Under such conditions, the grievance based on the violation of the right to be heard appears groundless in this case. Moreover it is not for this court to examine whether the arbitrator was right to see a concealed contract in the BCA 2003 or not. The Appellant is accordingly vainly seeking to demonstrate that this was not the case, arguing in particular that the arbitrator could not say whether the contract concealed another contract or not and in the affirmative what would have been the object of the latter.



This being said, the appeal must be rejected and the costs of the federal proceedings shall be borne by the Appellant (Art. 66 (1) LTF) as well as the costs to which the Respondent is entitled (Art. 68 (1) and (2) LTF).


Therefore the Federal Tribunal pronounces:


  1. The appeal is rejected.


  1. The judicial costs set at CHF 12’000.- shall be borne by the Appellant.

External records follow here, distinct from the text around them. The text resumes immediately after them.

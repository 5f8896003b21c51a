//! Splits documents into overlapping, character-bounded chunks.

use domain::models::{Chunk, Document};

/// Separators tried, in order, when looking for a natural place to end a chunk.
const SENTENCE_BREAKS: [&str; 4] = ["\n", ". ", "! ", "? "];

/// Fixed-window chunker measured in characters.
///
/// Each chunk holds at most `chunk_size` characters. Within the last third of a
/// window the chunker prefers to end on a paragraph break, then a line or
/// sentence end, then whitespace. The next chunk starts `chunk_overlap`
/// characters before the previous one ended.
#[derive(Debug, Clone, PartialEq, Eq)]
pub struct Chunker {
    chunk_size: usize,
    chunk_overlap: usize,
}

impl Chunker {
    /// `chunk_size` is clamped to at least 1 and `chunk_overlap` to below it.
    pub fn new(chunk_size: usize, chunk_overlap: usize) -> Self {
        let chunk_size = chunk_size.max(1);
        Self {
            chunk_size,
            chunk_overlap: chunk_overlap.min(chunk_size - 1),
        }
    }

    pub fn chunk_size(&self) -> usize {
        self.chunk_size
    }

    pub fn chunk_overlap(&self) -> usize {
        self.chunk_overlap
    }

    /// Lazily chunk one document. Blank documents yield nothing.
    pub fn chunks<'a>(&self, document: &'a Document) -> Chunks<'a> {
        Chunks {
            document,
            chunk_size: self.chunk_size,
            chunk_overlap: self.chunk_overlap,
            position: 0,
            index: 0,
            done: document.text.trim().is_empty(),
        }
    }
}

pub struct Chunks<'a> {
    document: &'a Document,
    chunk_size: usize,
    chunk_overlap: usize,
    position: usize,
    index: usize,
    done: bool,
}

impl Iterator for Chunks<'_> {
    type Item = Chunk;

    fn next(&mut self) -> Option<Chunk> {
        if self.done {
            return None;
        }

        let text = self.document.text.as_str();
        let start = self.position;
        let hard_end = byte_after_chars(text, start, self.chunk_size);
        let end = if hard_end == text.len() {
            hard_end
        } else {
            soft_end(text, start, hard_end, self.chunk_size)
        };

        let chunk = Chunk {
            id: Chunk::make_id(&self.document.id, self.index),
            document_id: self.document.id.clone(),
            index: self.index,
            start,
            end,
            text: text[start..end].to_string(),
        };
        self.index += 1;

        if end >= text.len() {
            self.done = true;
        } else {
            self.position = overlap_start(text, start, end, self.chunk_overlap);
        }
        Some(chunk)
    }
}

/// Byte offset reached after advancing `chars` characters from `start`.
fn byte_after_chars(text: &str, start: usize, chars: usize) -> usize {
    match text[start..].char_indices().nth(chars) {
        Some((offset, _)) => start + offset,
        None => text.len(),
    }
}

fn soft_end(text: &str, start: usize, hard_end: usize, chunk_size: usize) -> usize {
    let tail_from = byte_after_chars(text, start, chunk_size - chunk_size / 3);
    if tail_from >= hard_end {
        return hard_end;
    }
    let tail = &text[tail_from..hard_end];

    if let Some(pos) = tail.rfind("\n\n") {
        return tail_from + pos + 2;
    }
    let sentence = SENTENCE_BREAKS
        .iter()
        .filter_map(|sep| tail.rfind(sep).map(|pos| pos + sep.len()))
        .max();
    if let Some(end) = sentence {
        return tail_from + end;
    }
    if let Some((pos, ch)) = tail.char_indices().rev().find(|(_, c)| c.is_whitespace()) {
        return tail_from + pos + ch.len_utf8();
    }
    hard_end
}

/// Start of the next chunk: `overlap` characters back from `end`, as long as
/// that still moves past `start`.
fn overlap_start(text: &str, start: usize, end: usize, overlap: usize) -> usize {
    if overlap == 0 {
        return end;
    }
    match text[start..end].char_indices().rev().nth(overlap - 1) {
        Some((offset, _)) if offset > 0 => start + offset,
        _ => end,
    }
}
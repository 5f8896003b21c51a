use std::process::ExitCode;

use clap::Parser;
use presentation::cli::{Cli, CliApp};
use presentation::output::print_error;

#[tokio::main]
async fn main() -> ExitCode {
    let cli = Cli::parse();
    let result = match CliApp::new(&cli) {
        Ok(mut app) => app.run(cli).await,
        Err(e) => Err(e),
    };
    match result {
        Ok(()) => ExitCode::SUCCESS,
        Err(e) => {
            print_error(&e);
            ExitCode::FAILURE
        }
    }
}
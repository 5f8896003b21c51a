use std::io::IsTerminal;

use dialoguer::{theme::ColorfulTheme, Confirm};

use crate::types::{RagError, Result};

/// Yes/no prompt for destructive actions such as a forced rebuild.
/// Without an attached terminal the default answer is taken.
pub fn ask_confirmation(prompt: &str, default_yes: bool) -> Result<bool> {
    if !std::io::stdin().is_terminal() {
        return Ok(default_yes);
    }
    Confirm::with_theme(&ColorfulTheme::default())
        .with_prompt(prompt)
        .default(default_yes)
        .show_default(true)
        .interact()
        .map_err(prompt_error)
}

fn prompt_error(err: dialoguer::Error) -> RagError {
    let dialoguer::Error::IO(e) = err;
    RagError::Io(e)
}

  1. The Appellant shall pay to the Respondent an amount of CHF 14’000.- for the federal judicial proceedings.


  1.  This judgment shall be notified to the representatives of the parties and to the sole ICC arbitrator.




Lausanne, August 3, 2010


In the name of the First Civil Law Court of the Swiss Federal Tribunal



The presiding Judge:                                                             The Clerk:



KLETT (Mrs)                                                                       CARRUZZO




  • 1. Translator’s note:   Quote as X.________ SA v. Y._______ SA, 4A_254/2010. The original of the decision is in French. The text is available on the website of the Federal Tribunal
  • 2. Translator’s note: In English in the original text.
  • 3. Translator’s note: In English in the original text.
  • 4. Translator’s note: In English in the original text.
  • 5. Translator’s note: PILA is the most commonly used English abbreviation for the Federal Statute on International Private Law of December 18, 1987, RS 291.
  • 6. Translator’s note: LTF is the Italian and French abbreviation for the Federal Statute of June 17, 2005 organizing the Federal Tribunal, RS 173.110.
  • 7. Translator’s note: The official languages of Switzerland are German, French and Italian.
  • 8. Translator’s note: Case 4P.176/2001 of October 16, 2001.
  • 9. Translator’s note: An English translation of that decision of March 14, 2008 is available at
  • 10. Translator’s note: CO is the French abbreviation for the Swiss Code of Obligations.
  • 11. Translator’s note: In English in the original text.
  • 12. Translator’s note: In English in the original text.